The forum's structure and the process it follows are set out in the Intergovernmental Forum Protocol, which contains the framework for its tripartite intergovernmental political dialogue. A revised version of the original protocol was signed in November 2007. The protocol commits the parties to meeting twice a year in Yukon.

An Intergovernmental Forum was held in Whitehorse on August 19, 2008. This was attended by INAC Minister Chuck Strahl, Yukon Premier Dennis Fentie, CYFN Grand Chief Andy Carvill and Yukon First Nations chiefs. Agenda items included a discussion of First Nations' responses to the recent agreement review process and the renewal of implementation and fiscal agreements.

A group of senior officials from each government supports the forum by providing strategic advice and jointly developing the agendas for the meetings.

In 2008–09 a series of bilateral meetings took place between Yukon First Nations and INAC senior officials on a number of topics. In July, 2008 the INAC Deputy Minister visited two Yukon First Nations.

Taxation

Tax Administration Agreements regarding both federal and territorial Personal Income Tax (PIT) are now in place with ten of the 11 SGYFNs; discussions with the remaining First Nation continue. The Carcross/Tagish First Nation did not have a Tax Administration Agreement and was funded to undertake more work on PIT in 2008–09.

Tax Administration Agreements regarding First Nations Goods and Services Tax are in place with all 11 SGYFNs.

Governance Branch

In response to a recommendation in the 2007 Implementation Review of Yukon First Nation Final and Self-Government Agreements, the Implementation Working Group is developing a mandate which would formalize its role as the primary instrument for monitoring and resolving common implementation issues related to Yukon agreements. The mandate is in its final drafting phase and is expected to be given effect in 2009–10.

The Government of Canada worked in partnership with a number of Yukon First Nations and organizations and the Government of Yukon to develop a 14-minute video,"Setting our Course: Yukon First Nation Self-Government," about the history and impacts of self-government in the Yukon.

A presentation on Yukon self-government and implementation continues to be delivered to federal departments operating in the Yukon Region; this will continue into 2009–10. The following federal departments have received the presentation: INAC, Industry Canada, Canadian Heritage, Public Prosecution Service of Canada, RCMP First Nations Community Policing, and Justice Canada representatives from the Yukon and Ontario.



Natural Resources Canada

Natural Resources Canada is responsible for the legal surveying of Yukon First Nation settlement lands. Annual survey programs are based on recommendations made by First Nation Settlement Land Committees.

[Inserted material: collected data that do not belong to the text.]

//! Scenario plan: section-cursor scan for preparation steps.
//!
//! Only the preparation section is actually extracted. Mindset guidance is
//! the full response and the visualization script is a fixed phrase; the
//! section headers for both are recognized only so they stop the step scan.

use super::{fallback, ModelResponse, Normalized};
use crate::ai::{ScenarioPlan, ScenarioType};
use crate::error::Degradation;

pub const MAX_PREPARATION_STEPS: usize = 3;

const STEP_MARKERS: [&str; 4] = ["1.", "2.", "3.", "-"];

#[derive(Debug, Clone, Copy, PartialEq, Eq)]
enum Section {
    Preparation,
    Mindset,
    Visualization,
}

fn header_section(line: &str) -> Option<Section> {
    if line.contains("准备") || line.contains("步骤") {
        Some(Section::Preparation)
    } else if line.contains("心态") || line.contains("指导") {
        Some(Section::Mindset)
    } else if line.contains("可视化") || line.contains("想象") {
        Some(Section::Visualization)
    } else {
        None
    }
}

fn strip_step_marker(line: &str) -> Option<&str> {
    STEP_MARKERS
        .iter()
        .find_map(|marker| line.strip_prefix(marker))
        .map(str::trim)
}

fn extract_steps(raw: &str) -> Vec<String> {
    let mut section = None;
    let mut steps = Vec::new();

    for line in raw.split('\n').map(str::trim) {
        if let Some(next) = header_section(line) {
            section = Some(next);
            continue;
        }
        if section != Some(Section::Preparation) {
            continue;
        }
        if let Some(step) = strip_step_marker(line) {
            if !step.is_empty() {
                steps.push(step.to_string());
            }
        }
    }

    steps
}

fn extract(raw: &str, scenario: ScenarioType) -> (ScenarioPlan, bool) {
    let mut steps = extract_steps(raw);
    let found = !steps.is_empty();
    if found {
        steps.truncate(MAX_PREPARATION_STEPS);
    } else {
        steps = fallback::PLACEHOLDER_STEPS
            .iter()
            .map(|s| s.to_string())
            .collect();
    }

    let plan = ScenarioPlan {
        preparation_steps: steps,
        mindset_guidance: raw.to_string(),
        visualization_script: fallback::VISUALIZATION_SCRIPT.to_string(),
        duration: scenario.duration_secs(),
    };
    (plan, found)
}

pub fn parse_scenario_plan(raw: &str, scenario: ScenarioType) -> ScenarioPlan {
    extract(raw, scenario).0
}

pub fn normalize_scenario_plan(
    response: ModelResponse<'_>,
    scenario: ScenarioType,
) -> Normalized<ScenarioPlan> {
    match response {
        ModelResponse::Unavailable => Normalized::degraded(
            fallback::scenario_plan(scenario),
            Degradation::UpstreamUnavailable,
        ),
        ModelResponse::Text(raw) => {
            let (plan, found) = extract(raw, scenario);
            if found {
                Normalized::clean(plan)
            } else {
                Normalized::degraded(plan, Degradation::UnparseableResponse)
            }
        }
    }
}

Of the 11 Yukon First Nations that have Final Agreements, nine continue to implement legal surveys of their settlement lands.

A Memorandum of Understanding (MOU) between the Parties to the Final Agreements is required to facilitate the exchange of land where site-specific selections were incorrectly located and to complete the legal survey programs for six Yukon First Nations. MOUs for these six Yukon First Nations have not yet been completed or implemented.

Two First Nations have completed their survey programs: First Nation of Na-Cho Nyak Dun and Selkirk First Nation.

Little Salmon/Carmacks First Nation (LSCFN) has completed all surveys and is waiting for the Government of Yukon to implement the Memorandum of Understanding (MOU) for seven site-specific parcels moved to other locations.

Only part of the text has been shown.